BEGIN TASK INPUT

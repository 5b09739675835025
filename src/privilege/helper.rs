use anyhow::{Context, Result};
use async_trait::async_trait;
use serde::{Deserialize, Serialize};
use std::os::unix::fs::PermissionsExt;
use std::path::{Path, PathBuf};
use std::sync::Arc;
use std::time::Duration;
use tokio::io::{AsyncBufReadExt, AsyncWriteExt, BufReader};
use tokio::net::{UnixListener, UnixStream};

use super::resolution::Resolution;
use super::{PrivilegedChannel, PrivilegedResult};
use crate::common::errors::PrivilegeDenial;
use crate::common::fsops;
use crate::common::safety::SafeRoots;
use crate::guard::PathGuard;

/// How long to wait for the helper before giving up on it
pub const HELPER_TIMEOUT: Duration = Duration::from_secs(30);

/// Owner read/write only; the socket is handed to the client user
const SOCKET_MODE: u32 = 0o600;

/// Request sent to the helper, one JSON object per line
#[derive(Debug, Clone, PartialEq, Eq, Serialize, Deserialize)]
#[serde(tag = "op", rename_all = "snake_case")]
pub enum HelperRequest {
    RemoveItems { paths: Vec<String> },
}

/// The helper's single-line answer
#[derive(Debug, Clone, PartialEq, Eq, Serialize, Deserialize)]
pub struct HelperReply {
    pub success: bool,
    #[serde(default, skip_serializing_if = "Option::is_none")]
    pub message: Option<String>,
}

impl HelperReply {
    fn ok() -> Self {
        Self {
            success: true,
            message: None,
        }
    }

    fn failed(message: impl Into<String>) -> Self {
        Self {
            success: false,
            message: Some(message.into()),
        }
    }
}

// ─── Client ──────────────────────────────────────────────────────────────────

/// Primary channel: the privileged helper daemon on a Unix socket
#[derive(Debug, Clone)]
pub struct HelperClient {
    socket_path: PathBuf,
    timeout: Duration,
}

impl HelperClient {
    pub fn new(socket_path: impl Into<PathBuf>) -> Self {
        Self {
            socket_path: socket_path.into(),
            timeout: HELPER_TIMEOUT,
        }
    }

    pub fn with_timeout(mut self, timeout: Duration) -> Self {
        self.timeout = timeout;
        self
    }

    pub fn socket_path(&self) -> &Path {
        &self.socket_path
    }

    /// The helper is considered installed when its socket exists
    fn ensure_installed(&self) -> Result<(), PrivilegeDenial> {
        if self.socket_path.exists() {
            Ok(())
        } else {
            Err(PrivilegeDenial::Unavailable(format!(
                "no helper listening at {}",
                self.socket_path.display()
            )))
        }
    }
}

#[async_trait]
impl PrivilegedChannel for HelperClient {
    fn name(&self) -> &'static str {
        "helper"
    }

    async fn remove_items(&self, paths: &[String]) -> PrivilegedResult {
        if let Err(denial) = self.ensure_installed() {
            tracing::info!(%denial, "privileged helper not installed");
            return PrivilegedResult::from_denial(denial);
        }

        let (resolution, mut reply) = Resolution::new();
        let request = HelperRequest::RemoveItems {
            paths: paths.to_vec(),
        };

        // The exchange runs detached: if we stop waiting, a late answer lands
        // in an already-resolved cell and is dropped.
        tokio::spawn(converse(
            self.socket_path.clone(),
            request,
            Arc::clone(&resolution),
        ));

        tokio::select! {
            result = &mut reply => result.unwrap_or_else(|_| {
                PrivilegedResult::Failure("helper exchange ended without a result".into())
            }),
            _ = tokio::time::sleep(self.timeout) => {
                if resolution.resolve(PrivilegedResult::from_denial(PrivilegeDenial::Timeout)) {
                    tracing::warn!(timeout_secs = self.timeout.as_secs(), "privileged helper timed out");
                }
                reply.await.unwrap_or_else(|_| PrivilegedResult::from_denial(PrivilegeDenial::Timeout))
            }
        }
    }
}

async fn converse(
    socket_path: PathBuf,
    request: HelperRequest,
    resolution: Arc<Resolution<PrivilegedResult>>,
) {
    let result = match exchange(&socket_path, &request).await {
        Ok(reply) if reply.success => PrivilegedResult::Success,
        Ok(reply) => PrivilegedResult::Failure(
            reply
                .message
                .unwrap_or_else(|| "helper reported a failure".to_string()),
        ),
        Err(denial) => PrivilegedResult::from_denial(denial),
    };
    if !resolution.resolve(result) {
        tracing::debug!("discarding late helper result");
    }
}

async fn exchange(socket_path: &Path, request: &HelperRequest) -> Result<HelperReply, PrivilegeDenial> {
    let stream = UnixStream::connect(socket_path).await.map_err(|e| {
        PrivilegeDenial::ChannelFailure(format!("could not connect to helper: {}", e))
    })?;
    let (read_half, mut write_half) = stream.into_split();

    let mut line = serde_json::to_string(request)
        .map_err(|e| PrivilegeDenial::ChannelFailure(format!("could not encode request: {}", e)))?;
    line.push('\n');
    write_half
        .write_all(line.as_bytes())
        .await
        .map_err(|e| PrivilegeDenial::ChannelFailure(format!("helper connection invalidated: {}", e)))?;
    write_half
        .flush()
        .await
        .map_err(|e| PrivilegeDenial::ChannelFailure(format!("helper connection invalidated: {}", e)))?;

    let mut reader = BufReader::new(read_half);
    let mut response = String::new();
    let read = reader
        .read_line(&mut response)
        .await
        .map_err(|e| PrivilegeDenial::ChannelFailure(format!("helper connection interrupted: {}", e)))?;
    if read == 0 {
        return Err(PrivilegeDenial::ChannelFailure(
            "helper connection interrupted".to_string(),
        ));
    }

    serde_json::from_str(response.trim())
        .map_err(|e| PrivilegeDenial::ChannelFailure(format!("malformed helper reply: {}", e)))
}

// ─── Server ──────────────────────────────────────────────────────────────────

/// What the helper enforces before it removes anything as root
#[derive(Clone)]
pub struct HelperPolicy {
    pub guard: Arc<PathGuard>,
    /// Every path must lie strictly inside one of these
    pub safe_roots: SafeRoots,
    /// The only non-root user allowed to connect
    pub client_uid: u32,
}

impl HelperPolicy {
    pub fn new(guard: Arc<PathGuard>, safe_roots: SafeRoots, client_uid: u32) -> Self {
        Self {
            guard,
            safe_roots,
            client_uid,
        }
    }

    fn admits_peer(&self, uid: u32) -> bool {
        uid == 0 || uid == self.client_uid
    }
}

/// Bind `socket_path` (replacing a stale socket file), restrict it to the
/// client user and serve forever
pub async fn serve_at(socket_path: &Path, policy: Arc<HelperPolicy>) -> Result<()> {
    if socket_path.exists() {
        std::fs::remove_file(socket_path)
            .with_context(|| format!("Failed to remove stale socket: {}", socket_path.display()))?;
    }
    if let Some(parent) = socket_path.parent() {
        std::fs::create_dir_all(parent)
            .with_context(|| format!("Failed to create socket dir: {}", parent.display()))?;
    }
    let listener = UnixListener::bind(socket_path)
        .with_context(|| format!("Failed to bind helper socket: {}", socket_path.display()))?;

    std::fs::set_permissions(socket_path, std::fs::Permissions::from_mode(SOCKET_MODE))
        .with_context(|| format!("Failed to set permissions on {}", socket_path.display()))?;
    std::os::unix::fs::chown(socket_path, Some(policy.client_uid), None).with_context(|| {
        format!(
            "Failed to hand {} to uid {}",
            socket_path.display(),
            policy.client_uid
        )
    })?;

    tracing::info!(
        socket = %socket_path.display(),
        client_uid = policy.client_uid,
        "privileged helper listening"
    );
    serve(listener, policy).await
}

/// Accept connections and answer one request per connection
pub async fn serve(listener: UnixListener, policy: Arc<HelperPolicy>) -> Result<()> {
    loop {
        let (stream, _) = listener
            .accept()
            .await
            .context("Failed to accept helper connection")?;
        let policy = Arc::clone(&policy);
        tokio::spawn(async move {
            if let Err(e) = handle_connection(stream, policy).await {
                tracing::warn!(error = %e, "helper connection failed");
            }
        });
    }
}

async fn handle_connection(stream: UnixStream, policy: Arc<HelperPolicy>) -> Result<()> {
    let peer_uid = stream
        .peer_cred()
        .context("Failed to read helper peer credentials")?
        .uid();

    let (read_half, mut write_half) = stream.into_split();
    let mut reader = BufReader::new(read_half);
    let mut line = String::new();
    if reader.read_line(&mut line).await? == 0 {
        return Ok(());
    }

    let reply = if !policy.admits_peer(peer_uid) {
        tracing::warn!(peer_uid, "helper refused request from unexpected user");
        HelperReply::failed(format!("uid {} may not use the privileged helper", peer_uid))
    } else {
        match serde_json::from_str::<HelperRequest>(line.trim()) {
            Ok(HelperRequest::RemoveItems { paths }) => remove_items(&policy, paths).await,
            Err(e) => HelperReply::failed(format!("unrecognized request: {}", e)),
        }
    };

    let mut out = serde_json::to_string(&reply)?;
    out.push('\n');
    write_half.write_all(out.as_bytes()).await?;
    write_half.flush().await?;
    Ok(())
}

/// Re-check every path, then remove what is permitted.
/// A restricted path, or one outside the safe roots, rejects the whole
/// request before anything is touched.
async fn remove_items(policy: &HelperPolicy, paths: Vec<String>) -> HelperReply {
    let filtered = match policy.guard.filter(&paths) {
        Ok(f) => f,
        Err(violation) => return HelperReply::failed(violation.to_string()),
    };
    if let Some(outside) = filtered
        .permitted
        .iter()
        .find(|p| !policy.safe_roots.contains(p))
    {
        tracing::warn!(path = %outside.display(), "helper refused path outside safe roots");
        return HelperReply::failed(format!(
            "Refusing to remove '{}': outside the cleanable locations",
            outside.display()
        ));
    }

    let mut errors: Vec<String> = filtered
        .excluded
        .iter()
        .map(|p| format!("Skipped excluded '{}'", p.display()))
        .collect();

    let permitted = filtered.permitted;
    let removal = tokio::task::spawn_blocking(move || {
        permitted
            .iter()
            .filter_map(|p| fsops::remove_path(p).err())
            .map(|e| e.to_string())
            .collect::<Vec<_>>()
    })
    .await;

    match removal {
        Ok(failures) => errors.extend(failures),
        Err(e) => errors.push(format!("removal task failed: {}", e)),
    }

    tracing::info!(requested = paths.len(), failed = errors.len(), "helper handled remove_items");
    if errors.is_empty() {
        HelperReply::ok()
    } else {
        HelperReply::failed(errors.join("; "))
    }
}
use anyhow::{Context, Result};
use std::path::Path;
use tracing_appender::non_blocking::WorkerGuard;
use tracing_subscriber::layer::SubscriberExt;
use tracing_subscriber::util::SubscriberInitExt;
use tracing_subscriber::{fmt, EnvFilter, Layer};

/// Environment variable that overrides the log filter
pub const LOG_ENV: &str = "TIDYGUARD_LOG";

/// Install the global tracing subscriber.
///
/// Console output goes to stderr at `warn` (or `debug` with `--verbose`);
/// `TIDYGUARD_LOG` overrides both. When `log_dir` is given, a daily rolling
/// file receives the same events at `info` or above. Keep the returned guard
/// alive for the life of the process so buffered lines get flushed.
pub fn init(verbose: bool, log_dir: Option<&Path>) -> Result<Option<WorkerGuard>> {
    let default_level = if verbose { "tidyguard=debug" } else { "tidyguard=warn" };
    let console_filter = EnvFilter::try_from_env(LOG_ENV)
        .unwrap_or_else(|_| EnvFilter::new(default_level));

    let console = fmt::layer()
        .with_writer(std::io::stderr)
        .with_target(false)
        .with_filter(console_filter);

    let Some(dir) = log_dir else {
        tracing_subscriber::registry()
            .with(console)
            .try_init()
            .context("Failed to install tracing subscriber")?;
        return Ok(None);
    };

    std::fs::create_dir_all(dir)
        .with_context(|| format!("Failed to create log dir: {}", dir.display()))?;
    let appender = tracing_appender::rolling::daily(dir, "tidyguard.log");
    let (writer, guard) = tracing_appender::non_blocking(appender);
    let file = fmt::layer()
        .with_writer(writer)
        .with_ansi(false)
        .with_filter(EnvFilter::new("tidyguard=info"));

    tracing_subscriber::registry()
        .with(console)
        .with(file)
        .try_init()
        .context("Failed to install tracing subscriber")?;

    Ok(Some(guard))
}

END TASK INPUT

» **YOUR INSTRUCTIONS**:
For every line above that holds the word "removal", report the whole line.

» **FINISHED TASK**:
    let removal = tokio::task::spawn_blocking(move || {
    match removal {
        Err(e) => errors.push(format!("removal task failed: {}", e)),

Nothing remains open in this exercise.